GRE Tunnel was not trusted. On the GUI screen, there is no "Trusted" check for GRE.
After I added "trusted" on Tunnel 1 using serial interface, captive portal is working beautifully.
I have one situation - when I connected to SSID XXXGUEST with Captive Portal using laptop (A), disconencts laptop (A) from SSID XXXGUEST, then connect laptop (A) to SSID XXXBRIDGE with bridge mode, disconnects laptop (A) from SSID XXXBRIDGE, then connect laptop (A) to SSID XXXGUEST again with Captive Portal.
This is intermittent symptom - it sometimes showed "Web Authentication is disbled"
I thought that Controller still hold information with bridge mode, so I waited 600secs (idle timeout) then tried guest access again, then it works fine.
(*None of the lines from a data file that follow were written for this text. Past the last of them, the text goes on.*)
//! Path Storage
//!
//! Geometry handed to the renderer. Curves are kept as control points and
//! flattened into lines when the path is added to a renderer.

use crate::clip::Rectangle;

/// Source of path vertices
pub trait VertexSource {
    /// Vertices of the path, in drawing order
    fn vertices(&self) -> &[Vertex<f64>];
}

/// Path Command
///
/// `Curve3` and `Curve4` vertices are control points, the final point of a
/// curve is stored as the next vertex with the same command.
#[derive(Debug,Copy,Clone,PartialEq)]
pub enum PathCommand {
    MoveTo,
    LineTo,
    /// Quadratic Bezier: one control point then the end point
    Curve3,
    /// Cubic Bezier: two control points then the end point
    Curve4,
    Close,
}
impl Default for PathCommand {
    fn default() -> PathCommand {
        PathCommand::MoveTo
    }
}

/// Point with a drawing command
#[derive(Debug,Default,Copy,Clone,PartialEq)]
pub struct Vertex<T> {
    pub x: T,
    pub y: T,
    pub cmd: PathCommand
}

impl<T> Vertex<T> {
    pub fn new(x: T, y: T, cmd: PathCommand) -> Self {
        Self { x, y, cmd }
    }
    pub fn move_to(x: T, y: T) -> Self {
        Self::new(x, y, PathCommand::MoveTo)
    }
    pub fn line_to(x: T, y: T) -> Self {
        Self::new(x, y, PathCommand::LineTo)
    }
    pub fn close_polygon(x: T, y: T) -> Self {
        Self::new(x, y, PathCommand::Close)
    }
}

/// Path of lines and curves
#[derive(Debug,Default,Clone)]
pub struct Path {
    pub vertices: Vec<Vertex<f64>>,
}

impl VertexSource for Path {
    fn vertices(&self) -> &[Vertex<f64>] {
        &self.vertices
    }
}

impl Path {
    pub fn new() -> Self {
        Self { vertices: vec![] }
    }
    pub fn remove_all(&mut self) {
        self.vertices.clear();
    }
    pub fn is_empty(&self) -> bool {
        self.vertices.is_empty()
    }
    pub fn move_to(&mut self, x: f64, y: f64) {
        self.vertices.push( Vertex::move_to(x,y) );
    }
    pub fn line_to(&mut self, x: f64, y: f64) {
        self.vertices.push( Vertex::line_to(x,y) );
    }
    /// Quadratic Bezier from the current point through control (cx,cy)
    pub fn quad_to(&mut self, cx: f64, cy: f64, x: f64, y: f64) {
        self.vertices.push( Vertex::new(cx, cy, PathCommand::Curve3) );
        self.vertices.push( Vertex::new(x, y, PathCommand::Curve3) );
    }
    /// Cubic Bezier from the current point through two control points
    pub fn cubic_to(&mut self, cx1: f64, cy1: f64, cx2: f64, cy2: f64, x: f64, y: f64) {
        self.vertices.push( Vertex::new(cx1, cy1, PathCommand::Curve4) );
        self.vertices.push( Vertex::new(cx2, cy2, PathCommand::Curve4) );
        self.vertices.push( Vertex::new(x, y, PathCommand::Curve4) );
    }
    pub fn close_polygon(&mut self) {
        let last = match self.vertices.last() {
            None => return,
            Some(v) => *v,
        };
        if last.cmd != PathCommand::Close && last.cmd != PathCommand::MoveTo {
            self.vertices.push( Vertex::close_polygon(last.x, last.y) );
        }
    }
    /// Axis aligned rectangle as a closed sub-path
    pub fn rect(&mut self, x0: f64, y0: f64, x1: f64, y1: f64) {
        self.move_to(x0, y0);
        self.line_to(x1, y0);
        self.line_to(x1, y1);
        self.line_to(x0, y1);
        self.close_polygon();
    }
    /// Closed polygon through the points
    pub fn polygon(&mut self, pts: &[(f64,f64)]) {
        if let Some((first, rest)) = pts.split_first() {
            self.move_to(first.0, first.1);
            for p in rest {
                self.line_to(p.0, p.1);
            }
            self.close_polygon();
        }
    }
}

/// Bounding box of all vertices, including curve control points
pub fn bounding_rect<VS: VertexSource>(path: &VS) -> Option<Rectangle<f64>> {
    let pts = path.vertices();
    let first = pts.first()?;
    let mut r = Rectangle::new(first.x, first.y, first.x, first.y);
    for p in pts {
        r.expand(p.x, p.y);
    }
    Some(r)
}

/// Maximum number of lines a single curve is split into
const MAX_CURVE_SEGMENTS: usize = 100;

fn segments_for(deviation: f64, tolerance: f64) -> usize {
    if !(deviation > tolerance) {
        return 1;
    }
    let n = (deviation / tolerance).sqrt().ceil() as usize;
    n.max(1).min(MAX_CURVE_SEGMENTS)
}

fn dist_to_chord(px: f64, py: f64, x0: f64, y0: f64, x1: f64, y1: f64) -> f64 {
    let (dx, dy) = (x1 - x0, y1 - y0);
    let len = (dx * dx + dy * dy).sqrt();
    if len == 0.0 {
        ((px - x0).powi(2) + (py - y0).powi(2)).sqrt()
    } else {
        ((px - x0) * dy - (py - y0) * dx).abs() / len
    }
}

/// Flatten a quadratic Bezier, calling `line_to` for every point after the start
pub fn flatten_quad<F>(p0: (f64,f64), p1: (f64,f64), p2: (f64,f64),
                       tolerance: f64, mut line_to: F)
    where F: FnMut(f64, f64)
{
    let d = dist_to_chord(p1.0, p1.1, p0.0, p0.1, p2.0, p2.1);
    let n = segments_for(d, tolerance);
    for i in 1 ..= n {
        let t = i as f64 / n as f64;
        let mt = 1.0 - t;
        let x = mt * mt * p0.0 + 2.0 * mt * t * p1.0 + t * t * p2.0;
        let y = mt * mt * p0.1 + 2.0 * mt * t * p1.1 + t * t * p2.1;
        if i == n {
            line_to(p2.0, p2.1);
        } else {
            line_to(x, y);
        }
    }
}

/// Flatten a cubic Bezier, calling `line_to` for every point after the start
pub fn flatten_cubic<F>(p0: (f64,f64), p1: (f64,f64), p2: (f64,f64), p3: (f64,f64),
                        tolerance: f64, mut line_to: F)
    where F: FnMut(f64, f64)
{
    let d1 = dist_to_chord(p1.0, p1.1, p0.0, p0.1, p3.0, p3.1);
    let d2 = dist_to_chord(p2.0, p2.1, p0.0, p0.1, p3.0, p3.1);
    let n = segments_for(d1.max(d2), tolerance);
    for i in 1 ..= n {
        if i == n {
            line_to(p3.0, p3.1);
            break;
        }
        let t = i as f64 / n as f64;
        let mt = 1.0 - t;
        let a = mt * mt * mt;
        let b = 3.0 * mt * mt * t;
        let c = 3.0 * mt * t * t;
        let d = t * t * t;
        line_to(a * p0.0 + b * p1.0 + c * p2.0 + d * p3.0,
                a * p0.1 + b * p1.1 + c * p2.1 + d * p3.1);
    }
}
Is there any good setting to trust some user/computer, not to show "Web Authentication is disabled" screen?
Or good solution is to wait 600secs for idle timeout?
One of my customer says after his portable wireless device became power save mode, his guest access was disconnected. I resolved this symptom by extending idle timeout value to max (about 2 hours).
But if idle timeout is set to max 2 hours, when the user encounters "Web Authentication is disabled" situation, the user has to wait 2 hours, or call administrator to disconenct his session on Aruba Web manegement screen.
---------
Here is the configuration.
[Master controller 3200 5.0.4.4 Loopback 10.128.0.89]
interface vlan 184
ip address 10.128.184.1 255.255.254.0
(Master) #show interface tunnel 1
Tunnel 1 is up line protocol is up
Description: Tunnel Interface
Source 10.128.0.89 (Loopback)
Destination 10.128.210.89
Tunnel mtu is set to 1100
Tunnel is a Layer2 GRE TUNNEL
Tunnel is Trusted
Inter Tunnel Flooding is enabled
Tunnel keepalive is disabled
tunnel vlan 184,187-189
# VLAN184
subnet 10.128.184.0 netmask 255.255.254.0 {
default-lease-time 86400;
max-lease-time 86400;
option domain-name "test.local";
option vendor-class-identifier "ArubaAP";
option vendor-encapsulated-options "10.128.0.89";
option domain-name-servers 8.8.8.8;
option routers 10.128.184.1;
range 10.128.184.10 10.128.184.254;
range 10.128.185.2 10.128.185.250;
authoritative;
[Local controller 3200 5.0.4.4 Loopback 10.128.210.89]
interface vlan 184
ip address 10.128.184.2 255.255.254.0
no ip routing
ip helper-address 10.128.184.1 --> Obtains DHCP lease from Master, through Layer 2 GRE Tunnel.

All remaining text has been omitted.